作者王文系中国人民大学重阳金融研究院执行院长,中国金融学会绿色金融专业委员会秘书长。本文英文版刊于1月5日《环球时报》英文版“Wang Wen on Changing World”专栏。
2020年最后一周,北京继2月、5月后第三次发现了本土新冠病例,病例发现地就在我家2公里外。我所在街道一下子紧张起来:30万人,两天内,全部完成核酸检测。所有接触者被锁定隔离。社区、大厦进入要求变得更严格。街上行人明显减少。
10天后,北京市政府宣布,基本控制住了新一轮本土疫情。又一轮的病毒袭击,再次在政府、社会、组织与个人的密切配合下被打退,诠释了人类演进的又一个典型瞬间。
其实,人类的演进就像一辆负重前行的大车,必须不断适应疾病、猛兽、天灾的侵袭。只有个人、组织、政府与社会在同一个方向付出努力,进步才有可能。
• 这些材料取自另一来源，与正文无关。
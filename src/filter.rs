//! Search and tag filtering over normalized items.

use serde::Deserialize;

use crate::item::Item;

/// Tag value meaning "no tag filter".
pub const ALL_TAGS: &str = "all";

/// Search query and active tag, stored in canonical form.
#[derive(Debug, Clone, PartialEq, Eq)]
pub struct Filters {
    search: String,
    tag: String,
}

impl Default for Filters {
    fn default() -> Self {
        Self {
            search: String::new(),
            tag: ALL_TAGS.to_string(),
        }
    }
}

impl Filters {
    pub fn new(search: &str, tag: &str) -> Self {
        let mut filters = Self::default();
        filters.set_search(search);
        filters.set_tag(tag);
        filters
    }

    /// Trimmed, lower-cased query. Empty means no search filter.
    pub fn search(&self) -> &str {
        &self.search
    }

    pub fn tag(&self) -> &str {
        &self.tag
    }

    pub fn set_search(&mut self, query: &str) {
        self.search = query.trim().to_lowercase();
    }

    /// An empty tag selects everything, same as [`ALL_TAGS`].
    pub fn set_tag(&mut self, tag: &str) {
        self.tag = if tag.is_empty() {
            ALL_TAGS.to_string()
        } else {
            tag.to_string()
        };
    }

    pub fn is_active(&self) -> bool {
        !self.search.is_empty() || self.tag != ALL_TAGS
    }

    pub fn matches(&self, item: &Item) -> bool {
        matches(item, self)
    }
}

/// `initial-filters` as written in configuration.
#[derive(Debug, Clone, Default, Deserialize)]
#[serde(rename_all = "kebab-case", default)]
pub struct InitialFilters {
    pub search: String,
    pub tag: String,
}

impl From<&InitialFilters> for Filters {
    fn from(initial: &InitialFilters) -> Self {
        Filters::new(&initial.search, &initial.tag)
    }
}

/// True when `item` passes both the tag and the search criteria.
pub fn matches(item: &Item, filters: &Filters) -> bool {
    tag_matches(item, filters.tag()) && search_matches(item, filters.search())
}

fn tag_matches(item: &Item, tag: &str) -> bool {
    tag == ALL_TAGS || item.tags().iter().any(|t| t == tag)
}

fn search_matches(item: &Item, query: &str) -> bool {
    if query.is_empty() {
        return true;
    }
    let haystack = format!("{} {}", item.title(), item.tags().join(" ")).to_lowercase();
    haystack.contains(query)
}

/// `"all"` followed by every distinct tag in first-seen order.
pub fn tag_universe(items: &[Item]) -> Vec<String> {
    let mut tags = vec![ALL_TAGS.to_string()];
    for tag in items.iter().flat_map(|item| item.tags()) {
        if !tags.contains(tag) {
            tags.push(tag.clone());
        }
    }
    tags
}

#[cfg(test)]
mod tests {
    use super::*;
    use crate::item::{RawItem, normalize};

    fn sample() -> Vec<Item> {
        normalize(&[
            RawItem::new("a.jpg")
                .with_id("a")
                .with_title("Sunset")
                .with_tags(["Nature"]),
            RawItem::new("b.jpg")
                .with_id("b")
                .with_title("City")
                .with_tags(["Urban", "Night"]),
            RawItem::new("c.jpg")
                .with_id("c")
                .with_title("Forest at night")
                .with_tags(["Nature", "Night"]),
        ])
    }

    #[test]
    fn canonicalizes_inputs() {
        let filters = Filters::new("  SunSet ", "");
        assert_eq!(filters.search(), "sunset");
        assert_eq!(filters.tag(), ALL_TAGS);
        assert!(filters.is_active());
        assert!(!Filters::default().is_active());
    }

    #[test]
    fn tag_match_is_exact_and_case_sensitive() {
        let items = sample();
        let urban = Filters::new("", "Urban");
        assert!(!urban.matches(&items[0]));
        assert!(urban.matches(&items[1]));
        assert!(!Filters::new("", "urban").matches(&items[1]));
    }

    #[test]
    fn search_covers_title_and_tags() {
        let items = sample();
        let night = Filters::new("NIGHT", ALL_TAGS);
        let hits: Vec<_> = items.iter().filter(|i| night.matches(i)).map(Item::id).collect();
        assert_eq!(hits, ["b", "c"]);

        let by_tag_text = Filters::new("urban", ALL_TAGS);
        assert!(by_tag_text.matches(&items[1]));
    }

    #[test]
    fn both_criteria_must_hold() {
        let items = sample();
        let filters = Filters::new("forest", "Night");
        let hits: Vec<_> = items.iter().filter(|i| filters.matches(i)).map(Item::id).collect();
        assert_eq!(hits, ["c"]);
    }

    #[test]
    fn universe_starts_with_all_and_dedups() {
        assert_eq!(tag_universe(&sample()), ["all", "Nature", "Urban", "Night"]);
        assert_eq!(tag_universe(&[]), ["all"]);
    }

    #[test]
    fn universe_never_repeats_all() {
        let items = normalize(&[RawItem::new("a.jpg").with_tags(["x", "all"])]);
        assert_eq!(tag_universe(&items), ["all", "x"]);
    }
}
否则,将会面临“超载”而止步不前的困境,甚至爆发更大灾难。
面对同一种病毒,中国、越南、日本、韩国等东亚国家的应对明显要好于欧美国家,最重要的原因就在于,东亚各国的政府、社会、组织、个人已达成了“生命重于自由”的价值共识,往一个方向推动“大车”的前行。
相反,欧美国家则是分裂的。个人过多的权利主张,组织过散的权限归属,社会过杂的权衡考量,政府过弱的权力运行,使得欧美国家抗疫总是在原地打转,像是一辆负重过多的老爷车。
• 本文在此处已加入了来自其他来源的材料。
//! Watchdog counters.

use crate::entity::CoreMask;
use serde::Serialize;
use std::sync::atomic::{AtomicU32, AtomicU64, Ordering};

/// Snapshot of watchdog activity since the controller was created.
#[derive(Debug, Clone, Copy, PartialEq, Eq, Default, Serialize)]
pub struct TwdtMetrics {
    /// Times the timer was re-armed because every entity checked in.
    pub feeds: u64,
    /// Check-ins from tasks, users and idle hooks.
    pub check_ins: u64,
    /// Expiries that found a delinquent entity.
    pub timeouts: u64,
    /// Timeouts that ended in an abort.
    pub aborts: u64,
    /// Expiries discarded because a feed raced them.
    pub stale_ticks: u64,
    /// Cores associated with the delinquents of the latest timeout.
    pub last_failed_cores: CoreMask,
}

#[derive(Debug, Default)]
pub(crate) struct MetricsCounters {
    feeds: AtomicU64,
    check_ins: AtomicU64,
    timeouts: AtomicU64,
    aborts: AtomicU64,
    stale_ticks: AtomicU64,
    last_failed_cores: AtomicU32,
}

impl MetricsCounters {
    pub(crate) fn record_feed(&self) {
        self.feeds.fetch_add(1, Ordering::Relaxed);
    }

    pub(crate) fn record_check_in(&self) {
        self.check_ins.fetch_add(1, Ordering::Relaxed);
    }

    pub(crate) fn record_timeout(&self, failed: CoreMask) {
        self.timeouts.fetch_add(1, Ordering::Relaxed);
        self.last_failed_cores.store(failed.bits(), Ordering::Relaxed);
    }

    pub(crate) fn record_abort(&self) {
        self.aborts.fetch_add(1, Ordering::Relaxed);
    }

    pub(crate) fn record_stale_tick(&self) {
        self.stale_ticks.fetch_add(1, Ordering::Relaxed);
    }

    pub(crate) fn snapshot(&self) -> TwdtMetrics {
        TwdtMetrics {
            feeds: self.feeds.load(Ordering::Relaxed),
            check_ins: self.check_ins.load(Ordering::Relaxed),
            timeouts: self.timeouts.load(Ordering::Relaxed),
            aborts: self.aborts.load(Ordering::Relaxed),
            stale_ticks: self.stale_ticks.load(Ordering::Relaxed),
            last_failed_cores: CoreMask::from_bits(self.last_failed_cores.load(Ordering::Relaxed)),
        }
    }
}
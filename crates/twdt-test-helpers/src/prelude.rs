//! Convenience re-exports for common test utilities.

pub use crate::must::{must, must_some, must_with};
pub use crate::recording::{AbortRecorder, LineRecorder};
pub use crate::wait::{wait_until, wait_until_default};

pub type TestResult = Result<(), Box<dyn std::error::Error>>;
//! Prelude module for convenient imports.
//!
//! ```rust
//! use twdt::prelude::*;
//! ```

pub use crate::config::{WdtConfig, WdtConfigBuilder};
pub use crate::controller::{RunState, SubscriptionStatus, TaskWatchdog};
pub use crate::entity::{CoreMask, Identity, TaskId, UserHandle};
pub use crate::error::{TwdtError, TwdtResult};
pub use crate::idle::{IdleHook, IdleHookTable};
pub use crate::metrics::TwdtMetrics;
pub use crate::platform::{AbortHandler, HostPlatform, IdleLoop, Platform};
pub use crate::report::ReportSink;
pub use crate::subscription::{TaskSubscription, UserSubscription};
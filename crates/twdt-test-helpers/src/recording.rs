//! Recorders for report lines and abort requests.
//!
//! Both hand out `Fn(&str) + Send + Sync` closures, which is the shape the
//! watchdog accepts for report sinks and abort handlers.

use parking_lot::Mutex;
use std::sync::Arc;

/// Collects report lines in order.
#[derive(Debug, Clone, Default)]
pub struct LineRecorder {
    lines: Arc<Mutex<Vec<String>>>,
}

impl LineRecorder {
    /// Empty recorder.
    #[must_use]
    pub fn new() -> Self {
        Self::default()
    }

    /// Closure that appends each line it receives to this recorder.
    pub fn sink(&self) -> impl Fn(&str) + Send + Sync + 'static {
        let lines = Arc::clone(&self.lines);
        move |line: &str| lines.lock().push(line.to_owned())
    }

    /// Snapshot of the recorded lines.
    #[must_use]
    pub fn lines(&self) -> Vec<String> {
        self.lines.lock().clone()
    }

    /// Whether some line equals `line`.
    #[must_use]
    pub fn contains_line(&self, line: &str) -> bool {
        self.lines.lock().iter().any(|l| l == line)
    }

    /// Whether some line contains `needle`.
    #[must_use]
    pub fn mentions(&self, needle: &str) -> bool {
        self.lines.lock().iter().any(|l| l.contains(needle))
    }

    /// Number of lines equal to `line`.
    #[must_use]
    pub fn count_line(&self, line: &str) -> usize {
        self.lines.lock().iter().filter(|l| *l == line).count()
    }

    /// Number of recorded lines.
    #[must_use]
    pub fn len(&self) -> usize {
        self.lines.lock().len()
    }

    /// Whether nothing was recorded.
    #[must_use]
    pub fn is_empty(&self) -> bool {
        self.lines.lock().is_empty()
    }

    /// Forget everything recorded so far.
    pub fn clear(&self) {
        self.lines.lock().clear();
    }
}

/// Records abort requests instead of terminating the process.
#[derive(Debug, Clone, Default)]
pub struct AbortRecorder {
    reasons: Arc<Mutex<Vec<String>>>,
}

impl AbortRecorder {
    /// Recorder with no aborts.
    #[must_use]
    pub fn new() -> Self {
        Self::default()
    }

    /// Abort handler that records the reason and returns.
    #[must_use]
    pub fn handler(&self) -> Arc<dyn Fn(&str) + Send + Sync> {
        let reasons = Arc::clone(&self.reasons);
        Arc::new(move |reason: &str| reasons.lock().push(reason.to_owned()))
    }

    /// Number of aborts requested.
    #[must_use]
    pub fn count(&self) -> usize {
        self.reasons.lock().len()
    }

    /// Reasons given, in order.
    #[must_use]
    pub fn reasons(&self) -> Vec<String> {
        self.reasons.lock().clone()
    }
}

#[cfg(test)]
mod tests {
    use super::*;

    #[test]
    fn test_line_recorder() {
        let recorder = LineRecorder::new();
        let sink = recorder.sink();
        sink("header");
        sink(" - worker (CPU 0)");
        sink(" - worker (CPU 0)");

        assert_eq!(recorder.len(), 3);
        assert!(recorder.contains_line("header"));
        assert!(recorder.mentions("worker"));
        assert_eq!(recorder.count_line(" - worker (CPU 0)"), 2);

        recorder.clear();
        assert!(recorder.is_empty());
    }

    #[test]
    fn test_abort_recorder() {
        let recorder = AbortRecorder::new();
        let handler = recorder.handler();
        handler("stuck");
        assert_eq!(recorder.count(), 1);
        assert_eq!(recorder.reasons(), vec!["stuck".to_owned()]);
    }
}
30多年前,英国学者戴维·赫尔德在《民主的模式》一书中就曾警示过“国家超载”的难题。这本被称为“民主理论的必读书”后来出了修订本,增加了对中国式协商民主的研究与认识,但对欧美国家超载式的批判仍然不变。
这种批判或许可称之为“赫尔德陷阱”。我对“赫尔德陷阱“的理解是,随着生活水平提升,人们的期望过高,政党组织的政策主张过于强化票仓群体的利益,政府权力无法覆盖全民,社会不断出现价值观的分裂,导致经济、社会事务赖以运行的制度失灵,国家陷入止步不前的停滞深渊。
这次疫情典型地证明了欧美各国已跌入了“赫尔德陷阱”。对于中国人而言,很难想像,疫情大规模爆发已一年,欧美国家竟还有那么多民众缺乏自律,反复强调个人自由,不愿意戴口罩,不相信医学;也很难想像,在欧美国家还存在那么多政党、社会组织之间的无谓争吵;更难以想象,一些政客还以意识形态之由,无端地把脏水往其他国家去泼。
截至2020年底,拥有世界最发达医疗设备与公共卫生治理体系的30多个欧美国家总计竟超70万死于新冠,很可能在2021年春季将超过100万。难怪已有人断言,新冠疫情已沦为西方危机、民主危机。
跳出“赫尔德陷阱”的关键是,在危机时,必须依赖于能充分配置所有资源的“强大国家”。政府要有自上而下的执行,社会要有从里到外的配合,民众则要有发自内心的遵从。这是超载理论对于当下民主国家危机的真诚启示。
换句话说,任何一个向前发展的国家,都应该讲求秩序与自由、权利与责任、个人与集体之间的平衡。平衡得好,国家则能持续发展;否则,就会跌入“超载陷阱”。在大危机中,天平则必须有所倾斜。程序须让位于效率,自由须让位于生命,争论须让位于合作。
正如二战时美国与英国出现了罗斯福、邱吉尔,应对这场新冠疫情,欧美国家的确需要大英雄。我不知道,拜登会不会是,但拯救生命应该是他的首要任务。
这又令我想起弗兰西斯·福山在《政治秩序与政治衰败》中的话,无论是新兴国家,还是老牌民主国家,恐怕都需要面临着一个重大任务,即提供国民所期待的实质性功能:“人身安全、共享的经济增长和优质的基本公共服务,即实现个人机会所必需的教育、卫生和基础设施。”
这些国民所期待的实质性功能的提供,不只是源于政府一方,也来源于社会。希望欧美国家的所有人能够从中汲取这种变化的观念。